Les fautes qui amenaient au Luc semblent si bénignes qu’elles déroutent notre esprit : le vol bien sûr mais aussi la mendicité, le vagabondage, le désordre à l’ordre public ou la prostitution pour les jeunes filles.
Le but de ces colonies pénitentiaires était simple : éviter la récidive, inculquer les valeurs du travail de la terre et débarrasser cette « lie » des grandes villes pour éviter la contamination.

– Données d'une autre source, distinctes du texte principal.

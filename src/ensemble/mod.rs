//! The ensemble sampler: generate parameter sets, run the pipeline for each,
//! characterise and persist the results.
//!
//! # Lifecycle
//!
//! | State | Entered when |
//! |-------|--------------|
//! | [`Idle`](SamplerState::Idle) | The sampler is built |
//! | [`Generating`](SamplerState::Generating) | [`run`](EnsembleSampler::run) starts |
//! | [`Running`](SamplerState::Running) | Parameter sets exist and the store is prepared |
//! | [`Completed`](SamplerState::Completed) | Every set was launched and all work drained |
//! | [`Aborted`](SamplerState::Aborted) | An [`AbortHandle`] stopped new launches |
//! | [`Failed`](SamplerState::Failed) | Generation failed or a solver reported a fatal error |
//!
//! Each sample runs classify, then solve, on blocking worker threads; at most
//! `concurrency` of these pipelines are in flight. Finished samples are
//! handed to a single finishing task that computes characteristics, writes the
//! sample, accepts it into the [`SamplingResults`] and appends the summaries,
//! so results are accepted in hand-over order. With a concurrency of 1 that
//! is parameter-set order.
//!
//! | Failure | Effect |
//! |---------|--------|
//! | Classifier error | The sample is skipped |
//! | Solver error | No further launches; in-flight work drains; state `Failed` |
//! | Characteristics or write error | The sample is dropped |

mod builder;
mod pipeline;
mod progress;
mod run;

use core::sync::atomic::{AtomicBool, AtomicUsize, Ordering};
use core::time::Duration;
use std::sync::Arc;

use parking_lot::Mutex;

pub use builder::EnsembleSamplerBuilder;
pub use progress::{AbortHandle, NoProgress, ProgressSink};

use crate::generator::ParameterGenerator;
use crate::image::{ImageSource, SeedSource};
use crate::range::ParameterRange;
use crate::result::SamplingResults;
use crate::storage::ResultStore;
use crate::types::SamplerState;

use self::pipeline::Context;

/// Outcome of [`EnsembleSampler::run`].
#[derive(Clone, Debug)]
pub struct SamplingReport {
    /// Final state: completed, aborted or failed.
    pub state: SamplerState,
    /// The fatal error that stopped the run, if any.
    pub failure: Option<String>,
    /// Every accepted result.
    pub results: SamplingResults,
}

#[derive(Default)]
struct Timing {
    busy: Duration,
    finished: usize,
    launched: usize,
    total: usize,
}

/// State shared between the dispatch loop and the sample tasks.
struct Shared {
    state: Mutex<SamplerState>,
    started: AtomicBool,
    failure: Mutex<Option<String>>,
    in_flight: AtomicUsize,
    peak_in_flight: AtomicUsize,
    timing: Mutex<Timing>,
}

impl Shared {
    fn new() -> Self {
        Self {
            state: Mutex::new(SamplerState::Idle),
            started: AtomicBool::new(false),
            failure: Mutex::new(None),
            in_flight: AtomicUsize::new(0),
            peak_in_flight: AtomicUsize::new(0),
            timing: Mutex::new(Timing::default()),
        }
    }

    fn set_state(&self, state: SamplerState) {
        *self.state.lock() = state;
        trace_debug!(?state, "sampler state");
    }

    /// Record the first fatal error; later ones are only logged.
    fn fail(&self, message: String) {
        let mut failure = self.failure.lock();
        if failure.is_none() {
            *failure = Some(message);
        } else {
            trace_warn!(%message, "further fatal error while draining");
        }
    }

    fn has_failed(&self) -> bool {
        self.failure.lock().is_some()
    }

    fn enter(&self) {
        let now = self.in_flight.fetch_add(1, Ordering::SeqCst) + 1;
        self.peak_in_flight.fetch_max(now, Ordering::SeqCst);
        self.timing.lock().launched += 1;
    }

    fn leave(&self) {
        self.in_flight.fetch_sub(1, Ordering::SeqCst);
    }

    fn record_time(&self, spent: Duration) {
        let mut timing = self.timing.lock();
        timing.busy += spent;
        timing.finished += 1;
    }
}

/// Runs a batch of segmentation samples over one image.
///
/// Built with [`EnsembleSampler::builder`]; a sampler runs once.
///
/// # Examples
///
/// ```no_run
/// use seg_ensemble::prelude::*;
///
/// # async fn example(
/// #     image: VolumeImage,
/// #     seeds: Seeds,
/// #     range: ParameterRange,
/// # ) -> seg_ensemble::Result<()> {
/// let abort = AbortHandle::new();
/// let sampler = EnsembleSampler::builder(image, seeds, range)
///     .generator(LatinHypercubeGenerator::with_seed(3))
///     .sample_count(50)
///     .concurrency(2)
///     .abort_handle(abort.clone())
///     .build()?;
///
/// let report = sampler.run().await?;
/// if report.state == SamplerState::Failed {
///     eprintln!("stopped: {:?}", report.failure);
/// }
/// # Ok(())
/// # }
/// ```
pub struct EnsembleSampler {
    context: Arc<Context>,
    generator: Arc<dyn ParameterGenerator>,
    range: ParameterRange,
    sample_count: usize,
    concurrency: usize,
    store: Arc<dyn ResultStore>,
    progress: Arc<dyn ProgressSink>,
    abort: AbortHandle,
    shared: Arc<Shared>,
}

impl EnsembleSampler {
    /// Start configuring a sampler over `image` with `seeds` and `range`.
    pub fn builder(
        image: impl ImageSource + 'static,
        seeds: impl SeedSource + 'static,
        range: ParameterRange,
    ) -> EnsembleSamplerBuilder {
        EnsembleSamplerBuilder::new(Arc::new(image), Arc::new(seeds), range)
    }

    /// Like [`builder`](Self::builder) for inputs that are already shared.
    pub fn builder_shared(
        image: Arc<dyn ImageSource>,
        seeds: Arc<dyn SeedSource>,
        range: ParameterRange,
    ) -> EnsembleSamplerBuilder {
        EnsembleSamplerBuilder::new(image, seeds, range)
    }

    /// Current lifecycle state.
    #[must_use]
    pub fn state(&self) -> SamplerState {
        *self.shared.state.lock()
    }

    /// A handle that stops new launches.
    #[must_use]
    pub fn abort_handle(&self) -> AbortHandle {
        self.abort.clone()
    }

    /// Request an abort; same as [`AbortHandle::abort`].
    pub fn abort(&self) {
        self.abort.abort();
    }

    /// Name of the generator in use.
    #[must_use]
    pub fn generator_name(&self) -> &str {
        self.generator.name()
    }

    /// Number of parameter sets requested.
    #[must_use]
    pub fn sample_count(&self) -> usize {
        self.sample_count
    }

    /// Maximum number of classify-and-solve pipelines in flight.
    #[must_use]
    pub fn concurrency(&self) -> usize {
        self.concurrency
    }

    /// Pipelines currently in flight.
    #[must_use]
    pub fn in_flight(&self) -> usize {
        self.shared.in_flight.load(Ordering::SeqCst)
    }

    /// Largest number of pipelines that were in flight at once.
    #[must_use]
    pub fn peak_in_flight(&self) -> usize {
        self.shared.peak_in_flight.load(Ordering::SeqCst)
    }

    /// Time spent in the classify, solve and finishing stages of all finished samples.
    #[must_use]
    pub fn elapsed(&self) -> Duration {
        self.shared.timing.lock().busy
    }

    /// Average time per finished sample times the samples not launched yet.
    ///
    /// `None` until a sample has finished.
    #[must_use]
    #[allow(clippy::cast_possible_truncation)]
    pub fn estimated_time_remaining(&self) -> Option<Duration> {
        let timing = self.shared.timing.lock();
        if timing.finished == 0 {
            return None;
        }
        let remaining = timing.total.saturating_sub(timing.launched);
        let per_sample = timing.busy / timing.finished as u32;
        Some(per_sample * remaining as u32)
    }
}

Le colon du Luc était soumis à un régime militaire et spartiate. Peu d’hygiène (l’eau est une denrée rare sur le causse) mais le crâne rasé pour éviter les poux. Lever à 6 heures pour écouter une prière avant de passer au petit-déjeuner, « riche » d’une tranche de pain. Départ ensuite. Pour les plus petits, l’épierrage, un sac pendu au front, à remplir au fur et à mesure du plus petit caillou qu’ils verseront en bordure du champ à cultiver. Ces tas de pierres noires qui jonchent encore le paysage du causse de Campestre, ce sont eux, les colons du Luc, qui les ont montés à la sueur de leurs fronts, dans le silence absolu du causse, dans le froid vif qui piquait leurs mains et leurs visages, les dents serrées et la rage au ventre. Les plus grands servaient au travail des champs qui demandent plus de force. Et puis il y avait cet aven, dit de Saint-Ferréol, qui plonge à soixante mètres au cœur même du causse, terminé par une vaste grotte. Son taux d’hygrométrie et sa température en faisaient une cave de premier choix pour affiner l’or blanc des brebis en fromage de roquefort. L’idée germa dès le début des années 1880. Le treuil pour descendre dans l’aven devenu vite trop compliqué, il fut bientôt remplacé par le creusement d’un tunnel de deux cent vingt mètres de long pour deux mètres de large. La main d’œuvre des colons assurerait l’énormité du chantier. L’entrée existe toujours ; le chemin qui accède à la grotte aussi. Quand la lumière de l’entrée s’est dissipée et que le noir nous surprend et nous effraye, il faut songer à ce que fut cette entreprise de bagnards gagnant chaque mètre à coups de mines et de pics avant de déblayer chaque pierre vers la sortie où elles reposent encore en déblais.